The Supreme Court shocked pro-life and pro-abortion activists when it announced in May that it would take charge Dobbs v. Jackson Women’s Health Organization, the case of a Mississippi law protecting babies from abortion after 15 weeks of gestation. The judges agreed to determine “whether all pre-viability bans on elective abortions are unconstitutional.” Mississippi Attorney General Lynn Fitch’s July brief called on Supreme Court to overturn Roe vs. Wade and give back to states the power to regulate abortion before the stage of pregnancy when a baby can survive outside the womb.

Pro-life activists saw the court’s agreement to hear the case as a signal of a potential desire to end its decades-old messy abortion precedent. Pro-abortion activists thought the same, but with trepidation: Organizers of the 2021 Women’s March renamed the October nationwide protests as “abortion justice,” a response to Texas’ law on abortion. heartbeats and arguments in Dobbs.

In the pleadings of December 1, the more moderate judges implied a desire to go against Roe deer‘s and allow Mississippi law to stand. At the very least, a pro-abortion advocate’s reference to a “baby” has demonstrated the effect ultrasound technology has had on national consciousness.

The pro-abortion wave in Latin America

In an amicus brief submitted to Dobbs case, South African Dr Tlaleng Mofokeng for the United Nations warned that the overthrow Roe deer
could have “catastrophic implications” for so-called abortion rights around the world. “We know that politically, what happens in the United States … has an impact on precedents elsewhere in the world”, Mofokeng Recount
The Guardian.

Pro-life groups in Latin America have felt the reality of this statement over the past year, but not in the way that Mofokeng was concerned with. In the last days of 2020, Argentina became the largest country in Latin America to legalize abortion.

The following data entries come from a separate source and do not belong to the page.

//! Reports
//!
//! Response payloads for the mirror, oracle and analysis operations, and the
//! pipelines that build them.

use chrono::{DateTime, Utc};
use serde::{Deserialize, Serialize};

use crate::advice::{generate_reflections, generate_warnings, portfolio_summary};
use crate::analysis::PortfolioAnalysis;
use crate::error::Result;
use crate::market::{data_source, MarketData};
use crate::metrics::compute_metrics;
use crate::model::{validate_portfolio, Allocation, DataSource, EnrichedHolding, PortfolioMetrics};

/// What the past self thinks of the portfolio
#[derive(Clone, Debug, Serialize, Deserialize)]
#[serde(rename_all = "camelCase")]
pub struct MirrorReport {
    pub reflections: Vec<String>,
    pub summary: String,
    pub metrics: PortfolioMetrics,
    pub data_source: DataSource,
    pub last_updated: DateTime<Utc>,
}

impl MirrorReport {
    /// Build from already-enriched holdings
    pub fn from_holdings(holdings: &[EnrichedHolding]) -> Result<Self> {
        let metrics = compute_metrics(holdings)?;
        Ok(Self {
            reflections: generate_reflections(holdings),
            summary: portfolio_summary(&metrics),
            metrics,
            data_source: data_source(holdings),
            last_updated: Utc::now(),
        })
    }

    /// Validate, quote and summarize a submitted portfolio
    pub async fn generate(market: &MarketData, portfolio: Vec<Allocation>) -> Result<Self> {
        let portfolio = validate_portfolio(portfolio)?;
        let holdings = market.enrich(&portfolio).await;
        let report = Self::from_holdings(&holdings)?;

        tracing::info!(
            holdings = report.metrics.holding_count,
            weighted_return = %report.metrics.weighted_return,
            data_source = %report.data_source,
            "mirror report generated"
        );
        Ok(report)
    }
}

/// Anti-advice for a portfolio
#[derive(Clone, Debug, Serialize, Deserialize)]
pub struct OracleReport {
    pub warnings: Vec<String>,
}

impl OracleReport {
    /// Rules run on the raw allocations; an empty portfolio is fine
    pub fn generate(portfolio: &[Allocation]) -> Self {
        let normalized: Vec<Allocation> =
            portfolio.iter().cloned().map(Allocation::normalized).collect();
        Self {
            warnings: generate_warnings(&normalized),
        }
    }
}

/// Holdings, metrics and classification in one payload
#[derive(Clone, Debug, Serialize, Deserialize)]
#[serde(rename_all = "camelCase")]
pub struct AnalysisReport {
    pub portfolio: Vec<EnrichedHolding>,
    pub metrics: PortfolioMetrics,
    pub analysis: PortfolioAnalysis,
    pub data_source: DataSource,
    pub timestamp: DateTime<Utc>,
}

impl AnalysisReport {
    pub fn from_holdings(holdings: Vec<EnrichedHolding>) -> Result<Self> {
        let metrics = compute_metrics(&holdings)?;
        let analysis = PortfolioAnalysis::from_metrics(&metrics);
        let data_source = data_source(&holdings);
        Ok(Self {
            portfolio: holdings,
            metrics,
            analysis,
            data_source,
            timestamp: Utc::now(),
        })
    }

    pub async fn generate(market: &MarketData, portfolio: Vec<Allocation>) -> Result<Self> {
        let portfolio = validate_portfolio(portfolio)?;
        let holdings = market.enrich(&portfolio).await;
        Self::from_holdings(holdings)
    }
}

#[cfg(test)]
mod tests {
    use super::*;
    use crate::advice::GENERAL_WARNINGS;
    use crate::analysis::{Diversification, Performance, Recommendation, RiskLevel};
    use crate::quote::{FallbackQuotes, FixedQuoteProvider};
    use rust_decimal_macros::dec;
    use std::sync::Arc;

    fn market() -> MarketData {
        let provider = FixedQuoteProvider::new()
            .with_quote("TCS", dec!(3600), dec!(20))
            .with_quote("INFY", dec!(1400), dec!(-5));
        MarketData::new(Arc::new(provider), Arc::new(FallbackQuotes::deterministic()))
    }

    #[tokio::test]
    async fn test_mirror_report() {
        let portfolio = vec![
            Allocation::new("TCS", dec!(60)),
            Allocation::new("INFY", dec!(40)),
        ];
        let report = MirrorReport::generate(&market(), portfolio).await.unwrap();

        assert_eq!(report.reflections.len(), 2);
        assert!(report.reflections[0].starts_with("Your past self would be excited"));
        assert!(report.reflections[1].starts_with("Your past self would be concerned"));
        assert_eq!(report.metrics.weighted_return, dec!(10));
        assert_eq!(report.data_source, DataSource::Live);
        assert_eq!(
            report.summary,
            "Portfolio Summary: 2 stocks, 100% allocated, +10% weighted return. Best performer: TCS (+20%), Worst: INFY (-5%)."
        );
    }

    #[tokio::test]
    async fn test_mirror_rejects_empty_portfolio() {
        let err = MirrorReport::generate(&market(), Vec::new()).await.unwrap_err();
        assert!(err.is_invalid_input());
        assert_eq!(err.user_message(), "Portfolio array is required");
    }

    #[tokio::test]
    async fn test_mirror_rejects_negative_percentage() {
        let err = MirrorReport::generate(&market(), vec![Allocation::new("TCS", dec!(-10))])
            .await
            .unwrap_err();
        assert!(err.is_invalid_input());
    }

    #[test]
    fn test_oracle_on_empty_portfolio() {
        let report = OracleReport::generate(&[]);
        // too few holdings and too little allocated, then the general three
        assert_eq!(report.warnings.len(), 5);
        assert!(report.warnings[0].contains("0 basket(s)"));
        assert!(report.warnings[1].contains("0% total allocation"));
        assert_eq!(&report.warnings[2..], &GENERAL_WARNINGS.map(String::from));
    }

    #[test]
    fn test_oracle_normalizes_tickers() {
        let portfolio = vec![Allocation {
            ticker: " tcs ".into(),
            percentage: dec!(45),
        }];
        let report = OracleReport::generate(&portfolio);
        assert!(report.warnings[0].contains(" TCS"));
    }

    #[tokio::test]
    async fn test_analysis_report() {
        let portfolio = vec![
            Allocation::new("TCS", dec!(60)),
            Allocation::new("INFY", dec!(40)),
        ];
        let report = AnalysisReport::generate(&market(), portfolio).await.unwrap();

        assert_eq!(report.portfolio.len(), 2);
        assert_eq!(report.analysis.risk_level, RiskLevel::Moderate);
        assert_eq!(report.analysis.recommendation, Recommendation::ConsiderRebalancing);
        assert_eq!(report.analysis.diversification, Diversification::NeedsMore);
        assert_eq!(report.analysis.performance, Performance::Positive);
    }
}
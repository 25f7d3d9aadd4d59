use crate::core::error::AppError;
use crate::features::auth::TokenService;
use axum::{
    body::Body,
    extract::{Request, State},
    http::{header, HeaderValue, StatusCode},
    middleware::Next,
    response::Response,
};
use base64::prelude::*;
use std::sync::Arc;
use tower_http::cors::{AllowOrigin, Any, CorsLayer};
use tower_http::request_id::{MakeRequestId, RequestId};
use tracing::Span;
use uuid::Uuid;

/// Request ID generator using UUID v7 (time-ordered)
#[derive(Clone, Copy)]
pub struct MakeRequestUuid;

impl MakeRequestId for MakeRequestUuid {
    fn make_request_id<B>(&mut self, _request: &axum::http::Request<B>) -> Option<RequestId> {
        let id = Uuid::now_v7().to_string();
        Some(RequestId::new(HeaderValue::from_str(&id).unwrap()))
    }
}

/// Custom MakeSpan that includes request_id in the tracing span
#[derive(Clone, Debug)]
pub struct MakeSpanWithRequestId;

impl<B> tower_http::trace::MakeSpan<B> for MakeSpanWithRequestId {
    fn make_span(&mut self, request: &axum::http::Request<B>) -> Span {
        let request_id = request
            .headers()
            .get("x-request-id")
            .and_then(|v| v.to_str().ok())
            .unwrap_or("-");

        tracing::info_span!(
            "request",
            method = %request.method(),
            uri = %request.uri(),
            request_id = %request_id,
        )
    }
}

pub fn cors_layer(allowed_origins: Vec<String>) -> CorsLayer {
    let cors = CorsLayer::new().allow_methods(Any).allow_headers(Any);

    // If origins list contains "*", allow any origin
    if allowed_origins.iter().any(|o| o == "*") {
        cors.allow_origin(Any)
    } else {
        // Parse origins into HeaderValue
        let origins: Vec<HeaderValue> = allowed_origins
            .iter()
            .filter_map(|o| o.parse().ok())
            .collect();
        cors.allow_origin(AllowOrigin::list(origins))
    }
}

pub fn basic_auth_middleware(
    valid_credentials: Arc<String>,
) -> impl Fn(
    Request,
    Next,
)
    -> std::pin::Pin<Box<dyn std::future::Future<Output = Result<Response, Response>> + Send>>
       + Clone {
    move |req: Request, next: Next| {
        let credentials = valid_credentials.clone();
        Box::pin(async move {
            let auth_header = req
                .headers()
                .get(header::AUTHORIZATION)
                .and_then(|header| header.to_str().ok());

            if let Some(auth_header) = auth_header {
                if let Some(encoded) = auth_header.strip_prefix("Basic ") {
                    if let Ok(decoded) = BASE64_STANDARD.decode(encoded) {
                        if let Ok(creds) = String::from_utf8(decoded) {
                            if creds == *credentials {
                                return Ok(next.run(req).await);
                            }
                        }
                    }
                }
            }

            let response = Response::builder()
                .status(StatusCode::UNAUTHORIZED)
                .header(header::WWW_AUTHENTICATE, "Basic realm=\"Swagger UI\"")
                .body(Body::from("Unauthorized"))
                .unwrap();

            Err(response)
        })
    }
}

/// Per-IP general traffic limiter, applied in front of authentication so
/// hammering callers are shed before any token work.
pub async fn general_rate_limit_middleware(
    State(limiter): State<Arc<crate::features::rate_limits::RateLimitService>>,
    req: Request,
    next: Next,
) -> Result<Response, AppError> {
    let ip = req
        .headers()
        .get("x-forwarded-for")
        .and_then(|v| v.to_str().ok())
        .and_then(|v| v.split(',').next())
        .map(|v| v.trim().to_string())
        .or_else(|| {
            req.extensions()
                .get::<axum::extract::ConnectInfo<std::net::SocketAddr>>()
                .map(|info| info.0.ip().to_string())
        })
        .unwrap_or_else(|| "unknown".to_string());

    limiter
        .check(crate::features::rate_limits::RateLimitClass::General, "anonymous", &ip)
        .await?;
    Ok(next.run(req).await)
}

pub async fn auth_middleware(
    State(tokens): State<Arc<TokenService>>,
    mut req: Request,
    next: Next,
) -> Result<Response, AppError> {
    // Extract Authorization header
    let auth_header = req
        .headers()
        .get(header::AUTHORIZATION)
        .and_then(|h| h.to_str().ok())
        .ok_or_else(|| AppError::Auth("Missing authorization header".to_string()))?;

    // Validate Bearer format
    let token = auth_header
        .strip_prefix("Bearer ")
        .ok_or_else(|| AppError::Auth("Invalid authorization header format".to_string()))?;

    // Validate token and insert the actor into request extensions
    let actor = tokens.validate(token)?;
    req.extensions_mut().insert(actor);
    Ok(next.run(req).await)
}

The pro-lifers blamed the change on “international monetary pressure and political pressure.” Some have speculated that the timing of the bill’s passage matched the results of the U.S. election when it became clear that the new Biden administration would financially support international abortion groups.

In September, Mexico’s Supreme Court released rulings that will prevent Mexican states from enforcing pro-life laws and make it easier to pass pro-abortion laws. The timing of this case coincided with meetings between Mexican government officials and US pro-abortion Vice President Kamala Harris.

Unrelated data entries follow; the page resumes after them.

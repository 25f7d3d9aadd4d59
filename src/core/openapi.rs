use utoipa::openapi::security::{HttpAuthScheme, HttpBuilder, SecurityScheme};
use utoipa::{Modify, OpenApi};

use crate::features::access_gate::{dtos as gate_dtos, handlers as gate_handlers};
use crate::features::audit::{dtos as audit_dtos, handlers as audit_handlers, models as audit_models};
use crate::features::auth::model as auth_model;
use crate::features::generation::{
    client as generation_client, dtos as generation_dtos, handlers as generation_handlers,
};
use crate::features::prompts::{
    dtos as prompts_dtos, handlers as prompts_handlers, models as prompts_models,
};
use crate::shared::types::{ApiResponse, Meta};

#[derive(OpenApi)]
#[openapi(
    paths(
        // Text processing
        generation_handlers::process_text,
        // Prompts (admin)
        prompts_handlers::prompt_handler::create_definition,
        prompts_handlers::prompt_handler::list_definitions,
        prompts_handlers::prompt_handler::get_definition,
        prompts_handlers::prompt_handler::add_version,
        prompts_handlers::prompt_handler::activate_version,
        prompts_handlers::prompt_handler::list_for_editing,
        prompts_handlers::prompt_handler::get_active_content,
        prompts_handlers::prompt_handler::delete_definition,
        // Audit (admin)
        audit_handlers::query_audit,
        audit_handlers::security_events,
        audit_handlers::failed_events,
        audit_handlers::stats_by_actor,
        audit_handlers::review_event,
        // Step-up (admin)
        gate_handlers::enroll_step_up,
        gate_handlers::confirm_step_up,
    ),
    components(
        schemas(
            // Shared
            Meta,
            auth_model::Actor,
            auth_model::Role,
            auth_model::Tier,
            // Text processing
            generation_client::ChatMessage,
            generation_dtos::ProcessTextDto,
            generation_dtos::ProcessTextResponseDto,
            ApiResponse<generation_dtos::ProcessTextResponseDto>,
            // Prompts
            prompts_models::PromptType,
            prompts_models::PromptCategory,
            prompts_models::PromptScope,
            prompts_models::UsageStats,
            prompts_dtos::SortDirection,
            prompts_dtos::CreateDefinitionDto,
            prompts_dtos::AddVersionDto,
            prompts_dtos::ActivateVersionDto,
            prompts_dtos::DeleteDefinitionDto,
            prompts_dtos::DefinitionResponseDto,
            prompts_dtos::VersionAddedDto,
            prompts_dtos::VersionContentDto,
            prompts_dtos::ActiveContentDto,
            prompts_dtos::ActivationResultDto,
            ApiResponse<prompts_dtos::DefinitionResponseDto>,
            ApiResponse<Vec<prompts_dtos::DefinitionResponseDto>>,
            ApiResponse<prompts_dtos::VersionAddedDto>,
            ApiResponse<Vec<prompts_dtos::VersionContentDto>>,
            ApiResponse<prompts_dtos::ActiveContentDto>,
            ApiResponse<prompts_dtos::ActivationResultDto>,
            // Audit
            audit_models::AuditAction,
            audit_models::Severity,
            audit_models::ResultStatus,
            audit_models::TargetType,
            audit_models::RequestInfo,
            audit_models::ActionResult,
            audit_models::EventMetadata,
            audit_models::ReviewAnnotation,
            audit_models::AdminAuditEvent,
            audit_models::ActorStats,
            audit_dtos::ReviewEventDto,
            ApiResponse<Vec<audit_models::AdminAuditEvent>>,
            ApiResponse<audit_models::AdminAuditEvent>,
            ApiResponse<Vec<audit_models::ActorStats>>,
            // Step-up
            gate_dtos::ConfirmStepUpDto,
            gate_dtos::EnrollmentResponseDto,
            ApiResponse<gate_dtos::EnrollmentResponseDto>,
        )
    ),
    tags(
        (name = "text", description = "Text processing driven by managed definitions"),
        (name = "prompts", description = "Prompt definition and version management (admin)"),
        (name = "audit", description = "Administrative audit trail (admin)"),
        (name = "security", description = "Step-up verification enrollment (admin)"),
    ),
    modifiers(&SecurityAddon),
    info(
        title = "Sofer API",
        version = "0.1.0",
        description = "API documentation for Sofer",
    )
)]
pub struct ApiDoc;

/// Adds Bearer JWT security scheme to OpenAPI spec
struct SecurityAddon;

impl Modify for SecurityAddon {
    fn modify(&self, openapi: &mut utoipa::openapi::OpenApi) {
        if let Some(components) = openapi.components.as_mut() {
            components.add_security_scheme(
                "bearer_auth",
                SecurityScheme::Http(
                    HttpBuilder::new()
                        .scheme(HttpAuthScheme::Bearer)
                        .bearer_format("JWT")
                        .build(),
                ),
            );
        }
    }
}

/// Modifier to override OpenAPI info from config
pub struct SwaggerInfoModifier {
    pub title: String,
    pub version: String,
    pub description: String,
}

impl Modify for SwaggerInfoModifier {
    fn modify(&self, openapi: &mut utoipa::openapi::OpenApi) {
        openapi.info.title = self.title.clone();
        openapi.info.version = self.version.clone();
        openapi.info.description = Some(self.description.clone());
    }
}
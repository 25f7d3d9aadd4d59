use chrono::{DateTime, TimeZone, Utc};
use jsonwebtoken::{decode, encode, Algorithm, DecodingKey, EncodingKey, Header, Validation};
use serde::{Deserialize, Serialize};
use std::time::Duration;

use super::model::{Actor, Role, Tier};
use crate::core::config::AuthConfig;
use crate::core::error::AppError;

/// Session-token claims. Role, tier and the active flag are supplied by the
/// identity collaborator at issue time; this service only validates and maps
/// them onto an [`Actor`].
#[derive(Debug, Clone, Serialize, Deserialize)]
struct Claims {
    sub: String,
    #[serde(skip_serializing_if = "Option::is_none", default)]
    email: Option<String>,
    role: Role,
    tier: Tier,
    active: bool,
    #[serde(skip_serializing_if = "Option::is_none", default)]
    sid: Option<String>,
    iat: i64,
    exp: i64,
}

pub struct TokenService {
    encoding_key: EncodingKey,
    decoding_key: DecodingKey,
    token_ttl: Duration,
    leeway: u64,
}

impl TokenService {
    pub fn new(config: &AuthConfig) -> Self {
        Self {
            encoding_key: EncodingKey::from_secret(config.jwt_secret.as_bytes()),
            decoding_key: DecodingKey::from_secret(config.jwt_secret.as_bytes()),
            token_ttl: config.token_ttl,
            leeway: config.jwt_leeway.as_secs(),
        }
    }

    /// Issue a bearer token for an actor. Session issue time is stamped here;
    /// the access gate later enforces its own freshness ceiling on `iat`.
    pub fn issue(&self, actor: &Actor) -> Result<String, AppError> {
        let now = Utc::now();
        let claims = Claims {
            sub: actor.id.clone(),
            email: actor.email.clone(),
            role: actor.role,
            tier: actor.tier,
            active: actor.is_active,
            sid: actor.session_id.clone(),
            iat: now.timestamp(),
            exp: (now
                + chrono::Duration::from_std(self.token_ttl)
                    .unwrap_or_else(|_| chrono::Duration::hours(8)))
            .timestamp(),
        };

        encode(&Header::new(Algorithm::HS256), &claims, &self.encoding_key)
            .map_err(|e| AppError::Internal(format!("Failed to sign token: {}", e)))
    }

    pub fn validate(&self, token: &str) -> Result<Actor, AppError> {
        let mut validation = Validation::new(Algorithm::HS256);
        validation.leeway = self.leeway;

        let data = decode::<Claims>(token, &self.decoding_key, &validation)
            .map_err(|e| AppError::Auth(format!("Invalid token: {}", e)))?;

        let claims = data.claims;
        let session_issued_at = timestamp_to_datetime(claims.iat)?;

        Ok(Actor {
            id: claims.sub,
            email: claims.email,
            role: claims.role,
            tier: claims.tier,
            is_active: claims.active,
            session_issued_at,
            session_id: claims.sid,
        })
    }
}

fn timestamp_to_datetime(ts: i64) -> Result<DateTime<Utc>, AppError> {
    Utc.timestamp_opt(ts, 0)
        .single()
        .ok_or_else(|| AppError::Auth("Invalid iat claim".to_string()))
}

#[cfg(test)]
mod tests {
    use super::*;

    fn test_config() -> AuthConfig {
        AuthConfig {
            jwt_secret: "test-secret-test-secret-test-secret!".to_string(),
            token_ttl: Duration::from_secs(3600),
            jwt_leeway: Duration::from_secs(0),
        }
    }

    fn test_actor() -> Actor {
        Actor {
            id: "actor-1".to_string(),
            email: Some("admin@example.com".to_string()),
            role: Role::Owner,
            tier: Tier::Enterprise,
            is_active: true,
            session_issued_at: Utc::now(),
            session_id: Some("sess-1".to_string()),
        }
    }

    #[test]
    fn issue_and_validate_round_trip() {
        let service = TokenService::new(&test_config());
        let token = service.issue(&test_actor()).unwrap();
        let actor = service.validate(&token).unwrap();

        assert_eq!(actor.id, "actor-1");
        assert_eq!(actor.role, Role::Owner);
        assert_eq!(actor.tier, Tier::Enterprise);
        assert!(actor.is_active);
        assert_eq!(actor.session_id.as_deref(), Some("sess-1"));
    }

    #[test]
    fn tampered_token_is_rejected() {
        let service = TokenService::new(&test_config());
        let mut token = service.issue(&test_actor()).unwrap();
        token.push('x');

        assert!(matches!(
            service.validate(&token),
            Err(AppError::Auth(_))
        ));
    }

    #[test]
    fn token_signed_with_other_secret_is_rejected() {
        let issuer = TokenService::new(&AuthConfig {
            jwt_secret: "another-secret-another-secret-anoth".to_string(),
            token_ttl: Duration::from_secs(3600),
            jwt_leeway: Duration::from_secs(0),
        });
        let service = TokenService::new(&test_config());

        let token = issuer.issue(&test_actor()).unwrap();
        assert!(service.validate(&token).is_err());
    }
}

But at least one pro-life victory has come to Latin America in 2021: Honduras passed a bipartisan constitutional amendment to prevent lawmakers from legalizing abortion in the future. The pro-lifers there expect pressure from the United States to overthrow the country’s position, but it would take a tough three-quarters majority in the National Congress.

Euthanasia in the world

In a radio interview in September, Pope Francis coupled
abortion with euthanasia as a sign of “throwaway culture”, describing the growing legalization of euthanasia as “one of the tragedies of European culture today”.

This year, Portugal’s parliament twice passed a law that would legalize euthanasia in the country, but the bill has been blocked for months by presidential vetoes and concerns from the country’s Constitutional Court. The practice proceeded more easily elsewhere. Between March and September, three of Australia’s six states legalized euthanasia for people with terminal illnesses. The country expects a vote on a bill in New South Wales, the only state remaining without legal euthanasia, in early 2022.

In March, Spain also legalized euthanasia, but jumped on the slippery slope, allowing the procedure even for people who are not about to die but who suffer from “serious chronic illness”. In Canada, where euthanasia has been legal for terminally ill people since 2016, a new bill has been passed that removes the requirement that a patient’s death be “reasonably foreseeable”. People with disabilities across the country fear that this change in the law will make it easier for culture to throw them away when they become troublesome.